◆ Supplied records ◆
//! HTTP server module
//!
//! Provides the Axum-based HTTP server for serving metrics.

pub mod handlers;

use std::net::{IpAddr, Ipv4Addr, SocketAddr};
use std::sync::Arc;

use anyhow::Result;
use axum::{routing::get, Router};
use tokio::signal;
use tower_http::trace::TraceLayer;
use tracing::info;

use crate::collector::{Collector, ConnectClient};
use crate::config::Config;
use crate::metrics::Descriptors;

/// Application state shared across handlers
#[derive(Clone)]
pub struct AppState {
    /// Application configuration
    pub config: Arc<Config>,
    /// Scrape cycle runner
    pub collector: Arc<Collector>,
}

impl AppState {
    /// Build the collector from a validated configuration.
    ///
    /// Metric descriptors are created here, once per process.
    pub fn from_config(config: Config) -> Result<Self> {
        let url = config.connect.parsed_url()?;
        let client = ConnectClient::new(&url, config.connect.timeout())?;
        let collector = Collector::new(
            client,
            Descriptors::default(),
            config.connect.failure_policy,
        );

        Ok(Self {
            config: Arc::new(config),
            collector: Arc::new(collector),
        })
    }
}

/// Build the router: `/`, `/health` and the configured metrics path
pub fn router(state: AppState) -> Router {
    let metrics_path = state.config.server.path.clone();

    Router::new()
        .route("/", get(handlers::root))
        .route("/health", get(handlers::health))
        .route(&metrics_path, get(handlers::metrics))
        .layer(TraceLayer::new_for_http())
        .with_state(state)
}

/// Parse the configured bind address.
/// Handles "localhost" specially, otherwise parses as IP address.
fn bind_addr(bind_address: &str, port: u16) -> Result<SocketAddr> {
    let ip: IpAddr = if bind_address == "localhost" {
        IpAddr::V4(Ipv4Addr::LOCALHOST)
    } else {
        bind_address.parse().map_err(|e| {
            anyhow::anyhow!(
                "Invalid bind_address '{}': {}. Use an IP address (e.g., '0.0.0.0', '127.0.0.1') or 'localhost'.",
                bind_address,
                e
            )
        })?
    };

    Ok(SocketAddr::from((ip, port)))
}

/// Run the HTTP server until Ctrl+C / SIGTERM
///
/// # Errors
/// Returns an error if the collector cannot be built or the server fails to start
pub async fn run(config: Config) -> Result<()> {
    let addr = bind_addr(&config.server.bind_address, config.server.port)?;
    let metrics_path = config.server.path.clone();

    let app = router(AppState::from_config(config)?);

    info!(address = %addr, metrics_path = %metrics_path, "Server listening");

    let listener = tokio::net::TcpListener::bind(addr).await?;

    axum::serve(listener, app)
        .with_graceful_shutdown(shutdown_signal())
        .await?;

    info!("Server shutdown complete");
    Ok(())
}

/// Wait for shutdown signal
async fn shutdown_signal() {
    let ctrl_c = async {
        if let Err(e) = signal::ctrl_c().await {
            tracing::error!(error = %e, "Failed to install Ctrl+C handler");
            std::future::pending::<()>().await;
        }
    };

    #[cfg(unix)]
    let terminate = async {
        match signal::unix::signal(signal::unix::SignalKind::terminate()) {
            Ok(mut sig) => {
                sig.recv().await;
            }
            Err(e) => {
                tracing::error!(error = %e, "Failed to install signal handler");
                std::future::pending::<()>().await;
            }
        }
    };

    #[cfg(not(unix))]
    let terminate = std::future::pending::<()>();

    tokio::select! {
        _ = ctrl_c => {
            info!("Received Ctrl+C, shutting down");
        }
        _ = terminate => {
            info!("Received terminate signal, shutting down");
        }
    }
}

◆ Assignment ◆
State how many lines above contain the string "install", with no other words.

◆ Finished exercise ◆
2